> **Exercise prompt**: Your task is to work out how many lines in the data include the word "impl". Reply with the number alone.

> **Data**:
────────────────
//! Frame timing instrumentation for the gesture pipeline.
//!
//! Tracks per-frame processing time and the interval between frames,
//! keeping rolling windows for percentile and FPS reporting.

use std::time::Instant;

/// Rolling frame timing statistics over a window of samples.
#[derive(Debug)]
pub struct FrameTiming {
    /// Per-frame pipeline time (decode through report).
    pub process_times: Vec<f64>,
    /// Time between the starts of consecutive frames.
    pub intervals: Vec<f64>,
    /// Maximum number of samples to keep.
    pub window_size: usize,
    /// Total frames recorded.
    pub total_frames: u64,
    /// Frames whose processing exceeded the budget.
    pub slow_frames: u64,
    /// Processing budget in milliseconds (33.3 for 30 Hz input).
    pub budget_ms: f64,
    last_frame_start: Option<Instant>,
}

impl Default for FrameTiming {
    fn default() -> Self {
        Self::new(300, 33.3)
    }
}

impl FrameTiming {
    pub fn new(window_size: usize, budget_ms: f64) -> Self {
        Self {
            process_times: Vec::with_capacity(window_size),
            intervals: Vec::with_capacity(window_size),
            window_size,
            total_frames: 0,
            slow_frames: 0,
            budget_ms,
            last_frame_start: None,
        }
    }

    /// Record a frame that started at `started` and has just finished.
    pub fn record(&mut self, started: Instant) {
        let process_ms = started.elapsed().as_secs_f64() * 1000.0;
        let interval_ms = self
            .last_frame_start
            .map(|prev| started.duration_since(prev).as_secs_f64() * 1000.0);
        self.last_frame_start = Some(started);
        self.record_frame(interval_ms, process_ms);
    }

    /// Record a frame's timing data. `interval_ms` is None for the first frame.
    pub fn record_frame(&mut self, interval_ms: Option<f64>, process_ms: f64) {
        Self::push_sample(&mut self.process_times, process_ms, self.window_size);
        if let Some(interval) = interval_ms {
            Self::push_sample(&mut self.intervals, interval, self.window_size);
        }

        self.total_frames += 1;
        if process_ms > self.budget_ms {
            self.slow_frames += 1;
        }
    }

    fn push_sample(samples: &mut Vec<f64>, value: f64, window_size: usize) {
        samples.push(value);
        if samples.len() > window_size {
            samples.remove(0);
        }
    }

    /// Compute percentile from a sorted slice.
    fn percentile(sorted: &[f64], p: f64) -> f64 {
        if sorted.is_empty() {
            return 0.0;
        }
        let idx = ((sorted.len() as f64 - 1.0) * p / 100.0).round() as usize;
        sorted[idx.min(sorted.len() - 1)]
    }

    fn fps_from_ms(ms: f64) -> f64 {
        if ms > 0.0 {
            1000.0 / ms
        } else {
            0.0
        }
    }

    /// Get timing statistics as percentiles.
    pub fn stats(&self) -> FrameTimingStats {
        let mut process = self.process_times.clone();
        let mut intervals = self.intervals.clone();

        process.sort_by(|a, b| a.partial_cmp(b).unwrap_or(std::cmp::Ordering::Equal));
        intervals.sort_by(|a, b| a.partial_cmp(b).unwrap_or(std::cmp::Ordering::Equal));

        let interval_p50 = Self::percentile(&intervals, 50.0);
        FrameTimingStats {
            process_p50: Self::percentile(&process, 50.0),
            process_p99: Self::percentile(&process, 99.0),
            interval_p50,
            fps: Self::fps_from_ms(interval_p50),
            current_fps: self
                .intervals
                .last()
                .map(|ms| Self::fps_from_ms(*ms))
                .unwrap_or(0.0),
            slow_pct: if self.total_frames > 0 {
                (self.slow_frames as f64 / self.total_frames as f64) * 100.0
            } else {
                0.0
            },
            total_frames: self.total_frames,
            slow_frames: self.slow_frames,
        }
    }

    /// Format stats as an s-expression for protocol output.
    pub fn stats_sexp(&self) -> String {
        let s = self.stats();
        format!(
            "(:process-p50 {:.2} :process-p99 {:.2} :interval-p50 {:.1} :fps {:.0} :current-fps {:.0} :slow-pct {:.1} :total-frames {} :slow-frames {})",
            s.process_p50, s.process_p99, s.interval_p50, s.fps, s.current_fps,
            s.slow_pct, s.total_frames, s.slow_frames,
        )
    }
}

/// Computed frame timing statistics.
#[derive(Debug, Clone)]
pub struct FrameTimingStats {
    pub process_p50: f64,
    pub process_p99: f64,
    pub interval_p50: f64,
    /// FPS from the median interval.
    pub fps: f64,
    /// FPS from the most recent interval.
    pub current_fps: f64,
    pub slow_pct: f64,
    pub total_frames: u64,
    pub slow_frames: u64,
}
────────────────
> **Result of the exercise**: 2